• **The task**: Where does the word "EccError" show up in the records? Copy every line that has it.
++++ The records ++++
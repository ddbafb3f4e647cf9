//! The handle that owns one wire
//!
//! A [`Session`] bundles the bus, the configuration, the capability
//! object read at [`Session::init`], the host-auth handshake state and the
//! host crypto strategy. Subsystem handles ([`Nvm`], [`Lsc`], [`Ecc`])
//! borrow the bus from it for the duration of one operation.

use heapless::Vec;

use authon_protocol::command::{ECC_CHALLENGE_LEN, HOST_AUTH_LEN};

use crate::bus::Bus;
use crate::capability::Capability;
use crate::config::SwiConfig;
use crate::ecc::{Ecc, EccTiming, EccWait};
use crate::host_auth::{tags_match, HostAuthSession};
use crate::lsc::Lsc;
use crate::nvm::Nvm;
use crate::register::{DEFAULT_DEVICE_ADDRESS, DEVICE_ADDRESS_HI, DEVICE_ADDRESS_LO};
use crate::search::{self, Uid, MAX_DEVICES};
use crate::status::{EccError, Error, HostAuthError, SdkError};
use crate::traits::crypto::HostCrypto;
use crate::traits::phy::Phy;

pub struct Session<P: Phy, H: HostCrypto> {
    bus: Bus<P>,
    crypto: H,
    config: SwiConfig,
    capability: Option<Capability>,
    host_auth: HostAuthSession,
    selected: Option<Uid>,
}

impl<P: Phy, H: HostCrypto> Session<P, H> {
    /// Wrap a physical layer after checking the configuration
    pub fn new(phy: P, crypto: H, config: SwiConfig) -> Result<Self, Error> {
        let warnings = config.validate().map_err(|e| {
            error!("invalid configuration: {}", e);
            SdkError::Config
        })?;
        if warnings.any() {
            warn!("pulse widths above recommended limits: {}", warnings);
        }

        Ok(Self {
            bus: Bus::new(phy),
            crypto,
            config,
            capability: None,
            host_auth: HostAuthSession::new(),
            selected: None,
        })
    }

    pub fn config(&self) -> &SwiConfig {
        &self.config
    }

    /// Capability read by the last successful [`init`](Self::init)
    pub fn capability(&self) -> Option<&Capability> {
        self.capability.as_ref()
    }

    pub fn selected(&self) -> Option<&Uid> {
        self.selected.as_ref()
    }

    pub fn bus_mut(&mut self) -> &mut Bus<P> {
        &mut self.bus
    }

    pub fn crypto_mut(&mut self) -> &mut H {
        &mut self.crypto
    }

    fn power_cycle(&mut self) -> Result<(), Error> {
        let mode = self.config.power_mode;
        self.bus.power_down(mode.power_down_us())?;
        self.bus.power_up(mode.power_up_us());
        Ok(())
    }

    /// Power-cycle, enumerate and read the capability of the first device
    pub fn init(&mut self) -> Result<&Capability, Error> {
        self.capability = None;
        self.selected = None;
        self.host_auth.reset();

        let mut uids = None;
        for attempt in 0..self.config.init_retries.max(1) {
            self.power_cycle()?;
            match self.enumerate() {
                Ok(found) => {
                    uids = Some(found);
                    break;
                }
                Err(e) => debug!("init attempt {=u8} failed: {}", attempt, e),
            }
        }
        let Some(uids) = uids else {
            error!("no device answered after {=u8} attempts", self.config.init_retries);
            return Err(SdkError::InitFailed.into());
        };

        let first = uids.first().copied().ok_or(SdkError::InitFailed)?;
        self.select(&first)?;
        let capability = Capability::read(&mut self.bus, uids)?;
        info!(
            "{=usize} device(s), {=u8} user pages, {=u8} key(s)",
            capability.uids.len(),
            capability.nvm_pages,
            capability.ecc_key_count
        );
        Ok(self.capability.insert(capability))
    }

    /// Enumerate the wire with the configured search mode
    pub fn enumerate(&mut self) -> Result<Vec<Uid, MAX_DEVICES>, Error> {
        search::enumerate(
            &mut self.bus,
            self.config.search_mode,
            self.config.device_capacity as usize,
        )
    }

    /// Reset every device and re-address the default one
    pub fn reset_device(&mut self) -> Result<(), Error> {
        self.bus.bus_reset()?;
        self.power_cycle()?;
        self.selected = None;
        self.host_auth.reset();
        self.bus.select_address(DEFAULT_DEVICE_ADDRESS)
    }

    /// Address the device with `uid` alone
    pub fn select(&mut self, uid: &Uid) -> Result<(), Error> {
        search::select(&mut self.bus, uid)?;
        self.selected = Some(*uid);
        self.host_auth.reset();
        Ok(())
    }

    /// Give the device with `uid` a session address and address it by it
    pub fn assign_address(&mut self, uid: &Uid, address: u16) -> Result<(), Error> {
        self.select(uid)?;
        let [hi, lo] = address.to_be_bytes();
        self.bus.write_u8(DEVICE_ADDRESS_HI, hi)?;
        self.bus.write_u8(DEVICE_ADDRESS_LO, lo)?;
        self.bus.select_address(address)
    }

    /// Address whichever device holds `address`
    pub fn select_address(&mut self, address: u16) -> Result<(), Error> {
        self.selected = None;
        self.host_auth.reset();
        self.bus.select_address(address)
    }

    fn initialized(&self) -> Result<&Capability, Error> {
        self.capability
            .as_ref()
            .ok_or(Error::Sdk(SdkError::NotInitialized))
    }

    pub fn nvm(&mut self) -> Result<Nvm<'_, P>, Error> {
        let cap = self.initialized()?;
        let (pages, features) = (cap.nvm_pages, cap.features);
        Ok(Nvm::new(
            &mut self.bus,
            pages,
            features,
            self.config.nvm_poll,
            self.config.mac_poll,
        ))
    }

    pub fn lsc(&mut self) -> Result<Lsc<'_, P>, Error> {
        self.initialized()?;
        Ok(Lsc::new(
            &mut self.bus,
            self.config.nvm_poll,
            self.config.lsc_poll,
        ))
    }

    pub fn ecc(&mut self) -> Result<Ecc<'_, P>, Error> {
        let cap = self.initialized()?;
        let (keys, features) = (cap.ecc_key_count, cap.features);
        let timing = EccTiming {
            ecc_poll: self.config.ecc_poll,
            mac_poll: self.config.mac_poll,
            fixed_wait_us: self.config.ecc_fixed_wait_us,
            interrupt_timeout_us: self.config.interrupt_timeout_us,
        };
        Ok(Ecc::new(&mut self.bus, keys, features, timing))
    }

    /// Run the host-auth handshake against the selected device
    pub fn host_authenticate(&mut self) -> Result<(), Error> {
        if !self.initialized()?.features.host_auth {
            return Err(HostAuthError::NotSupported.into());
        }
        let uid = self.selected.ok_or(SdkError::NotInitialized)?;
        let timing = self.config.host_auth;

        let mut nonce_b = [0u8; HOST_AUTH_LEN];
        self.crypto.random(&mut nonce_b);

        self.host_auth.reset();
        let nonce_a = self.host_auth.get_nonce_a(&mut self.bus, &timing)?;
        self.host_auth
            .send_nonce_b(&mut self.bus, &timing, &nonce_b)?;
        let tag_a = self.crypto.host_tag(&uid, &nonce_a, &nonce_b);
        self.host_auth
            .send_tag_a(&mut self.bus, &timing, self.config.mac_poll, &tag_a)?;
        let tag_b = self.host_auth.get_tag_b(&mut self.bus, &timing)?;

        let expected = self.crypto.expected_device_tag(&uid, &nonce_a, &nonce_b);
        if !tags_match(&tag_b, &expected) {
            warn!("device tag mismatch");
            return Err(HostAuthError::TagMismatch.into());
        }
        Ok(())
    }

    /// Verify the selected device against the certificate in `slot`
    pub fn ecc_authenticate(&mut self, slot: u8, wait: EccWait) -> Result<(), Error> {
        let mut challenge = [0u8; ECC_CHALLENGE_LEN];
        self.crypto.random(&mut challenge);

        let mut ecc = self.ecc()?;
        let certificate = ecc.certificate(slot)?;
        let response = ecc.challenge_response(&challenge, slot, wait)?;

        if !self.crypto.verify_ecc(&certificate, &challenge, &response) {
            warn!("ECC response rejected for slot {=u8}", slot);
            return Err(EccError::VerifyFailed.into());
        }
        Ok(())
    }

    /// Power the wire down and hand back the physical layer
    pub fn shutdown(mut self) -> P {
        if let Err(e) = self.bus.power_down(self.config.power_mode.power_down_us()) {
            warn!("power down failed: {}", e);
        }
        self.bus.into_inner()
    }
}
++++
• **Output for this task**:
use crate::status::{EccError, Error, HostAuthError, SdkError};
            return Err(EccError::VerifyFailed.into());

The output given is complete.